• _PROVIDED INFORMATION_:
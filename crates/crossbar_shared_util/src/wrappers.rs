use derive_more::{AsRef, Debug, Display, From, FromStr};
use serde::{Deserialize, Serialize};

/// The identifier of a plugin, which is the file name it was loaded from (i.e. `cpu.10s.sh`).
#[repr(transparent)]
#[derive(Clone, Hash, PartialEq, Eq, PartialOrd, Ord, Serialize, Deserialize, AsRef, From, FromStr, Display, Debug)]
#[debug("PluginId({})", _0)]
pub struct PluginId(pub String);

impl PluginId {
    pub fn as_str(&self) -> &str {
        &self.0
    }
}

impl std::borrow::Borrow<str> for PluginId {
    fn borrow(&self) -> &str {
        &self.0
    }
}

impl From<&str> for PluginId {
    fn from(s: &str) -> Self {
        PluginId(s.to_owned())
    }
}

/// The name of an attribute of a menu line, i.e. `color` in `text | color=red`
#[repr(transparent)]
#[derive(Clone, Hash, PartialEq, Eq, Serialize, Deserialize, AsRef, From, FromStr, Display, Debug)]
#[debug("AttrName({})", _0)]
pub struct AttrName(pub String);

impl AttrName {
    pub fn as_str(&self) -> &str {
        &self.0
    }
}

impl std::borrow::Borrow<str> for AttrName {
    fn borrow(&self) -> &str {
        &self.0
    }
}

impl From<&str> for AttrName {
    fn from(s: &str) -> Self {
        AttrName(s.to_owned())
    }
}
use std::path::PathBuf;

use thiserror::Error;

/// The plugin directory could not be read. This is fatal to host startup.
#[derive(Debug, Error)]
pub enum LoadError {
    #[error("Plugin directory {} does not exist", .0.display())]
    Missing(PathBuf),

    #[error("{} is not a directory", .0.display())]
    NotADirectory(PathBuf),

    #[error("Failed to read plugin directory {}", .path.display())]
    Unreadable {
        path: PathBuf,
        #[source]
        source: std::io::Error,
    },
}

#[derive(Debug, Error)]
pub enum ConfigError {
    #[error("Failed to read configuration file {}", .path.display())]
    Read {
        path: PathBuf,
        #[source]
        source: std::io::Error,
    },

    #[error("Invalid configuration in {}: {source}", .path.display())]
    Invalid {
        path: PathBuf,
        #[source]
        source: serde_json::Error,
    },
}
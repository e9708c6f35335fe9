//! The plugin side of crossbar: the stdout protocol plugins print, and the file name convention
//! (`<name>.<interval><unit>.<ext>`) they are discovered by.

pub mod error;
pub mod filename;
pub mod format;
pub mod model;
pub mod parser;

pub use error::{IntervalError, ParseError};
pub use model::{Attributes, MenuItem, MenuLine, RenderModel, Status};
pub use parser::{parse, parse_str};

• _DIRECTIONS_: Which of the lines above include the word "FromStr"? Copy each of them.

• _ANSWER SECTION_:
use derive_more::{AsRef, Debug, Display, From, FromStr};
#[derive(Clone, Hash, PartialEq, Eq, PartialOrd, Ord, Serialize, Deserialize, AsRef, From, FromStr, Display, Debug)]
#[derive(Clone, Hash, PartialEq, Eq, Serialize, Deserialize, AsRef, From, FromStr, Display, Debug)]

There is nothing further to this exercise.